7. The trial has not yet commenced but the defendant's wrongdoing has already caused some damage to the plaintiff. What can the plaintiff do to stop the defendant's wrongdoing in the meantime?
Sometimes, the plaintiff will seek a court order at the trial either compelling the defendant to take specified steps (known as a "mandatory injunction") or restraining him from taking specified steps (known as a "prohibitory injunction"). These two types of injunction orders, if granted by the court, may permanently bind the wrongdoer/defendant. However, the case may take several years to reach court for a final settlement. By the time it comes to trial, the defendant's alleged wrongdoing may have already caused damage to the plaintiff. In such a case, the plaintiff may consider applying for an interlocutory injunction (see below).
(Note: Application for the above permanent injunction orders must be made by way of writ of summons. Due to the complexity of the application procedures, you should seek legal advice before making such an application.)
Interlocutory injunction (a temporary court order)

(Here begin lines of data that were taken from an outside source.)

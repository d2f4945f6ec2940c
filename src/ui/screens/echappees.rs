use ratatui::{
    layout::{Constraint, Direction, Layout, Rect},
    text::{Line, Span},
    widgets::{Block, Borders, List, ListItem, ListState, Paragraph, Wrap},
    Frame,
};

use crate::app::App;
use crate::models::ROUTE_THEMES;
use crate::ui::styles;

/// Render the Échappées screen - theme picker and generated route details
pub fn render(frame: &mut Frame, app: &App, area: Rect) {
    let chunks = Layout::default()
        .direction(Direction::Horizontal)
        .constraints([Constraint::Percentage(40), Constraint::Percentage(60)])
        .split(area);

    render_themes(frame, app, chunks[0]);
    render_route(frame, app, chunks[1]);
}

fn render_themes(frame: &mut Frame, app: &App, area: Rect) {
    let items: Vec<ListItem> = ROUTE_THEMES
        .iter()
        .map(|theme| {
            ListItem::new(vec![
                Line::from(Span::styled(theme.name, styles::list_item_style())),
                Line::from(Span::styled(theme.description, styles::muted_style())),
            ])
        })
        .collect();

    let list = List::new(items)
        .block(
            Block::default()
                .title(" Route themes - [Enter] generate ")
                .title_style(styles::muted_style())
                .borders(Borders::ALL)
                .border_style(styles::border_style(true)),
        )
        .highlight_style(styles::selected_style());

    let mut state = ListState::default();
    state.select(Some(app.theme_selection % ROUTE_THEMES.len()));

    frame.render_stateful_widget(list, area, &mut state);
}

fn render_route(frame: &mut Frame, app: &App, area: Rect) {
    let content = match app.generated_route.as_ref() {
        Some(route) => {
            let mut lines = vec![
                Line::from(vec![
                    Span::styled("Distance: ", styles::muted_style()),
                    Span::raw(format!("{:.1} km", route.distance)),
                    Span::styled("   Time: ", styles::muted_style()),
                    Span::raw(route.estimated_time.clone()),
                ]),
                Line::from(""),
            ];
            for (i, point) in route.points.iter().enumerate() {
                lines.push(Line::from(vec![
                    Span::styled(format!("{:>2}. ", i + 1), styles::highlight_style()),
                    Span::styled(point.name.clone(), styles::list_item_style()),
                ]));
                if !point.description.is_empty() {
                    lines.push(Line::from(Span::styled(
                        format!("    {}", point.description),
                        styles::muted_style(),
                    )));
                }
            }
            lines
        }
        None => vec![
            Line::from(Span::styled(
                "Choose a theme and press Enter.",
                styles::muted_style(),
            )),
            Line::from(Span::styled(
                "A personalized walking route through Rabat will appear here.",
                styles::muted_style(),
            )),
        ],
    };

    let paragraph = Paragraph::new(content).wrap(Wrap { trim: false }).block(
        Block::default()
            .title(" Route details ")
            .title_style(styles::muted_style())
            .borders(Borders::ALL)
            .border_style(styles::border_style(false)),
    );

    frame.render_widget(paragraph, area);
}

With a view to avoiding the potential injustice of such situations, the court has the power to make a provisional order before trial to regulate the position between the parties pending the trial. This order is called an "interlocutory injunction", and is usually a temporary version of the type of injunction the plaintiff will seek at the trial.
An application for the grant of an interlocutory injunction must be made by motion or summons. The application must be supported by an affirmation or affidavit setting out the facts giving rise to the cause of legal action against the defendant, the facts giving rise to the claim for injunctive relief, and the relief sought.
However, if the case is urgent, such application may be made ex parte (i.e. without giving notice to the defendant) supported by an affidavit or affirmation. If the application is made ex parte, the plaintiff must disclose to the court all facts which are important to the proceedings. It is advisable to read the Judiciary's Practice Direction 11.1 (Ex Parte, Interim and Interlocutory Applications for Injunctions) carefully for details of the application procedure to be followed.
Generally, the court will grant an interlocutory injunction if the plaintiff can show that:
- there is a serious question to be tried (i.e. the claim must not be frivolous or vexatious and must have prospect of success); and
- the balance of convenience lies in favour of granting the injunction.
In determining where the balance of convenience lies, the court will take all relevant circumstances of the case into account (e.g. the importance of the preservation of the existing situation, the relative strength of the parties' respective cases, etc). In particular, it will ask whether damages (monetary compensation) are an adequate remedy for the plaintiff and whether the defendant is able to pay the compensation.
If "yes", the injunction will be refused.
If "no", the court will next consider whether the giving of an undertaking as to damages by the plaintiff is adequate protection for the defendant and whether the plaintiff is able to honour such an undertaking. If the answer is "yes", the court will grant an interlocutory injunction.
(Note: The undertaking as to damages is the plaintiff’s promise to pay the defendant compensation if the plaintiff later fails to prove that he is entitled to such an injunction order.)
A defendant in such a case must note that wilful failure to comply with the terms of an injunction order may lead to a sentence of imprisonment.